By definition of a norm, the range of numbers for these functional inner values should be [0, ||f|| * ||g||] right? Does this range allow us to claim a result such as 1/30 is "small"? What about comparing the L2 IP values among different functions with vastly different norms? Is there some kind of normalization we should do to these functions first?
Does this have something to do with convolution? For the similar formula structure they share.
How do we tell what values for the inner product constitute 'lining up'? Just this value alone seems to not be enough since we can let f(x) := 1, g(x) := c for any arbitrarily large constant c, causing the inner product to be arbitrarily large, yet the functions don't line up any more for greater values of c. It seems like it would be better to normalize by dividing the result by the L2 norm of f and g for this purpose.
Does "line-up" mean the similarity in shape of the two functions rather than the values?
I'm having a hard to connecting up the quantity 1/30 with the graph. Does it make sense to try to visualize everything? I can compare two norms e.g. 1/30 and 30, to tell that the former is definitely smaller, but what is the general scale of being large or small.
What practical applications does this have? Aside from maybe how "different" colors are or something similar, its hard for me to imagine an algorithm that would use the L2 norm to calculate an "applicable/useful" value.

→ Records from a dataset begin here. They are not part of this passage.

use crate::{
    db::DbPool,
    entities::{
        menu_item, raw_material, recipe_detail, recipe_detail::Entity as RecipeDetailEntity,
    },
    errors::ServiceError,
    events::{Event, EventSender},
};
use chrono::Utc;
use rust_decimal::Decimal;
use sea_orm::ActiveValue::Set;
use sea_orm::{
    ActiveModelTrait, ColumnTrait, EntityTrait, IntoActiveModel, ModelTrait, QueryFilter,
    QueryOrder, TransactionTrait,
};
use serde::{Deserialize, Serialize};
use std::sync::Arc;
use tracing::instrument;

#[derive(Debug, Clone)]
pub struct AddRecipeLineInput {
    pub raw_material_id: i64,
    pub quantity: Decimal,
    pub unit: Option<String>,
    pub sequence: Option<i32>,
    pub notes: Option<String>,
}

#[derive(Debug, Clone, Default)]
pub struct UpdateRecipeLineInput {
    pub quantity: Option<Decimal>,
    pub unit: Option<String>,
    pub sequence: Option<i32>,
    pub notes: Option<String>,
}

/// Recipe line joined with material facts for display
#[derive(Debug, Clone, Serialize, Deserialize)]
pub struct RecipeLineView {
    pub id: i64,
    pub menu_item_id: i64,
    pub raw_material_id: i64,
    pub material_code: String,
    pub material_name: String,
    pub quantity: Decimal,
    pub unit: String,
    pub sequence: Option<i32>,
    pub notes: Option<String>,
    pub current_price: Decimal,
    pub yield_percentage: Decimal,
}

#[derive(Clone)]
pub struct RecipeService {
    db_pool: Arc<DbPool>,
    event_sender: Arc<EventSender>,
}

impl RecipeService {
    pub fn new(db_pool: Arc<DbPool>, event_sender: Arc<EventSender>) -> Self {
        Self {
            db_pool,
            event_sender,
        }
    }

    fn connection(&self) -> &DbPool {
        &self.db_pool
    }

    async fn menu_item_exists(&self, id: i64) -> Result<(), ServiceError> {
        menu_item::Entity::find_by_id(id)
            .one(self.connection())
            .await
            .map_err(ServiceError::db_error)?
            .ok_or_else(|| ServiceError::NotFound(format!("Menu item {} not found", id)))?;
        Ok(())
    }

    /// Recipe lines for one menu item, in sequence order, with material info.
    #[instrument(skip(self))]
    pub async fn list(&self, menu_item_id: i64) -> Result<Vec<RecipeLineView>, ServiceError> {
        self.menu_item_exists(menu_item_id).await?;

        let rows = RecipeDetailEntity::find()
            .filter(recipe_detail::Column::MenuItemId.eq(menu_item_id))
            .order_by_asc(recipe_detail::Column::Sequence)
            .order_by_asc(recipe_detail::Column::Id)
            .find_also_related(raw_material::Entity)
            .all(self.connection())
            .await
            .map_err(ServiceError::db_error)?;

        let views = rows
            .into_iter()
            .map(|(detail, material)| {
                let material = material.ok_or_else(|| {
                    ServiceError::NotFound(format!(
                        "Material {} referenced by recipe line {} not found",
                        detail.raw_material_id, detail.id
                    ))
                })?;
                Ok(RecipeLineView {
                    id: detail.id,
                    menu_item_id: detail.menu_item_id,
                    raw_material_id: detail.raw_material_id,
                    material_code: material.code,
                    material_name: material.name,
                    quantity: detail.quantity,
                    unit: detail.unit,
                    sequence: detail.sequence,
                    notes: detail.notes,
                    current_price: material.current_price,
                    yield_percentage: material.yield_percentage,
                })
            })
            .collect::<Result<Vec<_>, ServiceError>>()?;

        Ok(views)
    }

    #[instrument(skip(self, input))]
    pub async fn add_line(
        &self,
        menu_item_id: i64,
        input: AddRecipeLineInput,
    ) -> Result<recipe_detail::Model, ServiceError> {
        self.menu_item_exists(menu_item_id).await?;

        let material = raw_material::Entity::find_by_id(input.raw_material_id)
            .one(self.connection())
            .await
            .map_err(ServiceError::db_error)?
            .ok_or_else(|| {
                ServiceError::NotFound(format!("Material {} not found", input.raw_material_id))
            })?;

        if input.quantity <= Decimal::ZERO {
            return Err(ServiceError::InvalidInput(
                "quantity must be greater than zero".into(),
            ));
        }

        let now = Utc::now();
        let model = recipe_detail::ActiveModel {
            id: Default::default(),
            menu_item_id: Set(menu_item_id),
            raw_material_id: Set(material.id),
            quantity: Set(input.quantity),
            unit: Set(input.unit.unwrap_or_else(|| material.unit.clone())),
            sequence: Set(input.sequence),
            notes: Set(input.notes),
            created_at: Set(now.into()),
            updated_at: Set(now.into()),
        };

        let created = model
            .insert(self.connection())
            .await
            .map_err(ServiceError::db_error)?;

        self.event_sender
            .send_or_log(Event::RecipeLineAdded {
                menu_item_id,
                material_id: created.raw_material_id,
            })
            .await;

        Ok(created)
    }

    #[instrument(skip(self, input))]
    pub async fn update_line(
        &self,
        detail_id: i64,
        input: UpdateRecipeLineInput,
    ) -> Result<recipe_detail::Model, ServiceError> {
        let mut model = RecipeDetailEntity::find_by_id(detail_id)
            .one(self.connection())
            .await
            .map_err(ServiceError::db_error)?
            .ok_or_else(|| {
                ServiceError::NotFound(format!("Recipe line {} not found", detail_id))
            })?;

        if let Some(quantity) = input.quantity {
            if quantity <= Decimal::ZERO {
                return Err(ServiceError::InvalidInput(
                    "quantity must be greater than zero".into(),
                ));
            }
            model.quantity = quantity;
        }
        if let Some(unit) = input.unit {
            model.unit = unit;
        }
        if let Some(sequence) = input.sequence {
            model.sequence = Some(sequence);
        }
        if let Some(notes) = input.notes {
            model.notes = Some(notes);
        }
        model.updated_at = Utc::now().into();

        let menu_item_id = model.menu_item_id;
        let updated = model
            .into_active_model()
            .reset_all()
            .update(self.connection())
            .await
            .map_err(ServiceError::db_error)?;

        self.event_sender
            .send_or_log(Event::RecipeLineUpdated {
                recipe_detail_id: updated.id,
                menu_item_id,
            })
            .await;

        Ok(updated)
    }

    #[instrument(skip(self))]
    pub async fn remove_line(&self, detail_id: i64) -> Result<(), ServiceError> {
        let model = RecipeDetailEntity::find_by_id(detail_id)
            .one(self.connection())
            .await
            .map_err(ServiceError::db_error)?
            .ok_or_else(|| {
                ServiceError::NotFound(format!("Recipe line {} not found", detail_id))
            })?;

        let menu_item_id = model.menu_item_id;
        model
            .delete(self.connection())
            .await
            .map_err(ServiceError::db_error)?;

        self.event_sender
            .send_or_log(Event::RecipeLineRemoved {
                recipe_detail_id: detail_id,
                menu_item_id,
            })
            .await;

        Ok(())
    }

    /// Copies every line of the source recipe onto the target menu item.
    /// Existing target lines are kept; the copy appends.
    #[instrument(skip(self))]
    pub async fn duplicate(
        &self,
        source_menu_item_id: i64,
        target_menu_item_id: i64,
    ) -> Result<u64, ServiceError> {
        self.menu_item_exists(source_menu_item_id).await?;
        self.menu_item_exists(target_menu_item_id).await?;

        let source_lines = RecipeDetailEntity::find()
            .filter(recipe_detail::Column::MenuItemId.eq(source_menu_item_id))
            .order_by_asc(recipe_detail::Column::Sequence)
            .all(self.connection())
            .await
            .map_err(ServiceError::db_error)?;

        let now = Utc::now();
        let count = source_lines.len() as u64;

        let txn = self
            .connection()
            .begin()
            .await
            .map_err(ServiceError::db_error)?;

        for line in source_lines {
            let copy = recipe_detail::ActiveModel {
                id: Default::default(),
                menu_item_id: Set(target_menu_item_id),
                raw_material_id: Set(line.raw_material_id),
                quantity: Set(line.quantity),
                unit: Set(line.unit),
                sequence: Set(line.sequence),
                notes: Set(line.notes),
                created_at: Set(now.into()),
                updated_at: Set(now.into()),
            };
            copy.insert(&txn).await.map_err(ServiceError::db_error)?;
        }

        txn.commit().await.map_err(ServiceError::db_error)?;

        Ok(count)
    }
}
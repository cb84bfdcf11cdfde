use crate::errors::{ApiError, ServiceError};
use axum::{
    http::StatusCode,
    response::{IntoResponse, Response},
    Json,
};
use serde::{Deserialize, Serialize};
use validator::Validate;

/// Standard success response
pub fn success_response<T: Serialize>(data: T) -> Response {
    (StatusCode::OK, Json(data)).into_response()
}

/// Standard created response
pub fn created_response<T: Serialize>(data: T) -> Response {
    (StatusCode::CREATED, Json(data)).into_response()
}

/// Standard no content response
pub fn no_content_response() -> Response {
    StatusCode::NO_CONTENT.into_response()
}

/// Validate request input
pub fn validate_input<T: Validate>(input: &T) -> Result<(), ApiError> {
    input
        .validate()
        .map_err(|e| ApiError::ValidationError(format!("Validation failed: {}", e)))
}

/// Map service errors to API errors
pub fn map_service_error(err: ServiceError) -> ApiError {
    ApiError::ServiceError(err)
}

/// Distinguishes an absent field from an explicit null in PATCH-style
/// bodies: absent means "leave unchanged", null means "clear the value".
/// Use together with `#[serde(default)]`.
pub fn double_option<'de, T, D>(deserializer: D) -> Result<Option<Option<T>>, D::Error>
where
    T: serde::Deserialize<'de>,
    D: serde::Deserializer<'de>,
{
    serde::Deserialize::deserialize(deserializer).map(Some)
}

/// Pagination parameters for list operations
#[derive(Debug, Deserialize, Serialize)]
pub struct PaginationParams {
    #[serde(default = "default_page")]
    pub page: u64,
    #[serde(default = "default_per_page", deserialize_with = "clamp_per_page")]
    pub per_page: u64,
}

/// A page size of zero is meaningless; treat it as 1.
fn clamp_per_page<'de, D>(deserializer: D) -> Result<u64, D::Error>
where
    D: serde::Deserializer<'de>,
{
    u64::deserialize(deserializer).map(|v| v.max(1))
}

fn default_page() -> u64 {
    1
}

fn default_per_page() -> u64 {
    20
}

impl Default for PaginationParams {
    fn default() -> Self {
        Self {
            page: default_page(),
            per_page: default_per_page(),
        }
    }
}

/// Standard pagination response metadata
#[derive(Debug, Serialize)]
pub struct PaginationMeta {
    pub page: u64,
    pub per_page: u64,
    pub total: u64,
    pub total_pages: u64,
}

impl PaginationMeta {
    pub fn new(page: u64, per_page: u64, total: u64) -> Self {
        let per_page = per_page.max(1);
        let total_pages = if total == 0 {
            0
        } else {
            (total + per_page - 1) / per_page
        };
        Self {
            page,
            per_page,
            total,
            total_pages,
        }
    }
}

/// Standard paginated response wrapper
#[derive(Debug, Serialize)]
pub struct PaginatedResponse<T> {
    pub data: Vec<T>,
    pub pagination: PaginationMeta,
}

impl<T> PaginatedResponse<T> {
    pub fn new(data: Vec<T>, page: u64, per_page: u64, total: u64) -> Self {
        Self {
            data,
            pagination: PaginationMeta::new(page, per_page, total),
        }
    }
}

#[cfg(test)]
mod tests {
    use super::*;

    #[test]
    fn pagination_meta_rounds_pages_up() {
        let meta = PaginationMeta::new(1, 20, 41);
        assert_eq!(meta.total_pages, 3);

        let empty = PaginationMeta::new(1, 20, 0);
        assert_eq!(empty.total_pages, 0);
    }

    #[test]
    fn pagination_defaults() {
        let params = PaginationParams::default();
        assert_eq!(params.page, 1);
        assert_eq!(params.per_page, 20);
    }

    #[test]
    fn zero_per_page_does_not_divide_by_zero() {
        let meta = PaginationMeta::new(1, 0, 5);
        assert_eq!(meta.per_page, 1);
        assert_eq!(meta.total_pages, 5);
    }

    #[test]
    fn zero_per_page_is_clamped_on_deserialize() {
        let params: PaginationParams =
            serde_json::from_str(r#"{"page": 1, "per_page": 0}"#).unwrap();
        assert_eq!(params.per_page, 1);
    }
}
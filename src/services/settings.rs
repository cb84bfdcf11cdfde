use crate::{
    db::DbPool,
    entities::{business_settings, business_settings::Entity as SettingsEntity},
    errors::ServiceError,
    events::{Event, EventSender},
};
use chrono::Utc;
use rust_decimal::Decimal;
use sea_orm::ActiveValue::Set;
use sea_orm::{ActiveModelTrait, EntityTrait, IntoActiveModel, QueryOrder};
use serde::{Deserialize, Serialize};
use std::sync::Arc;
use tracing::instrument;

#[derive(Debug, Clone)]
pub struct InitSettingsInput {
    pub business_name: String,
    pub address: Option<String>,
    pub phone: Option<String>,
    pub email: Option<String>,
    pub labor_rate_per_hour: Decimal,
    pub currency: Option<String>,
}

#[derive(Debug, Clone, Default)]
pub struct UpdateSettingsInput {
    pub business_name: Option<String>,
    pub address: Option<String>,
    pub phone: Option<String>,
    pub email: Option<String>,
    pub labor_rate_per_hour: Option<Decimal>,
    pub currency: Option<String>,
}

#[derive(Debug, Clone, Serialize, Deserialize)]
pub struct SettingsStatus {
    pub is_initialized: bool,
}

#[derive(Clone)]
pub struct SettingsService {
    db_pool: Arc<DbPool>,
    event_sender: Arc<EventSender>,
}

impl SettingsService {
    pub fn new(db_pool: Arc<DbPool>, event_sender: Arc<EventSender>) -> Self {
        Self {
            db_pool,
            event_sender,
        }
    }

    fn connection(&self) -> &DbPool {
        &self.db_pool
    }

    /// The logical singleton: most recently created row, if any.
    async fn current(&self) -> Result<Option<business_settings::Model>, ServiceError> {
        SettingsEntity::find()
            .order_by_desc(business_settings::Column::CreatedAt)
            .one(self.connection())
            .await
            .map_err(ServiceError::db_error)
    }

    /// One-time initialization of business settings.
    #[instrument(skip(self, input))]
    pub async fn init(
        &self,
        input: InitSettingsInput,
    ) -> Result<business_settings::Model, ServiceError> {
        if let Some(existing) = self.current().await? {
            if existing.is_initialized {
                return Err(ServiceError::InvalidOperation(
                    "Business settings are already initialized".into(),
                ));
            }
        }

        if input.labor_rate_per_hour < Decimal::ZERO {
            return Err(ServiceError::InvalidInput(
                "labor_rate_per_hour must not be negative".into(),
            ));
        }

        let now = Utc::now();
        let model = business_settings::ActiveModel {
            id: Default::default(),
            business_name: Set(input.business_name),
            address: Set(input.address),
            phone: Set(input.phone),
            email: Set(input.email),
            labor_rate_per_hour: Set(input.labor_rate_per_hour),
            currency: Set(input.currency.unwrap_or_else(|| "USD".to_string())),
            is_initialized: Set(true),
            created_at: Set(now.into()),
            updated_at: Set(now.into()),
        };

        let created = model
            .insert(self.connection())
            .await
            .map_err(ServiceError::db_error)?;

        self.event_sender.send_or_log(Event::SettingsUpdated).await;

        Ok(created)
    }

    #[instrument(skip(self))]
    pub async fn get(&self) -> Result<business_settings::Model, ServiceError> {
        self.current()
            .await?
            .ok_or_else(|| ServiceError::NotFound("Business settings not initialized".into()))
    }

    #[instrument(skip(self))]
    pub async fn status(&self) -> Result<SettingsStatus, ServiceError> {
        let is_initialized = self
            .current()
            .await?
            .map(|s| s.is_initialized)
            .unwrap_or(false);
        Ok(SettingsStatus { is_initialized })
    }

    #[instrument(skip(self, input))]
    pub async fn update(
        &self,
        input: UpdateSettingsInput,
    ) -> Result<business_settings::Model, ServiceError> {
        let mut model = self.get().await?;

        if let Some(business_name) = input.business_name {
            model.business_name = business_name;
        }
        if let Some(address) = input.address {
            model.address = Some(address);
        }
        if let Some(phone) = input.phone {
            model.phone = Some(phone);
        }
        if let Some(email) = input.email {
            model.email = Some(email);
        }
        if let Some(rate) = input.labor_rate_per_hour {
            if rate < Decimal::ZERO {
                return Err(ServiceError::InvalidInput(
                    "labor_rate_per_hour must not be negative".into(),
                ));
            }
            model.labor_rate_per_hour = rate;
        }
        if let Some(currency) = input.currency {
            model.currency = currency;
        }
        model.updated_at = Utc::now().into();

        let updated = model
            .into_active_model()
            .reset_all()
            .update(self.connection())
            .await
            .map_err(ServiceError::db_error)?;

        self.event_sender.send_or_log(Event::SettingsUpdated).await;

        Ok(updated)
    }

    /// Labor rate used by calculations; zero when settings were never set.
    #[instrument(skip(self))]
    pub async fn current_labor_rate(&self) -> Result<Decimal, ServiceError> {
        Ok(self
            .current()
            .await?
            .map(|s| s.labor_rate_per_hour)
            .unwrap_or(Decimal::ZERO))
    }
}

Besides inner product of vectors and inner product of functions, is there also inner product of matrices and how is this inner product of matrices useful?
I am confused... is this the inner product of the L2 norm of fx and gx?
oh wait I see it now, if I replace gx with fx, I end up with the L2 norm
What would we do if we wanted to calculate the L2 norm/inner product outside of the unit interval? Would we just change the bounds?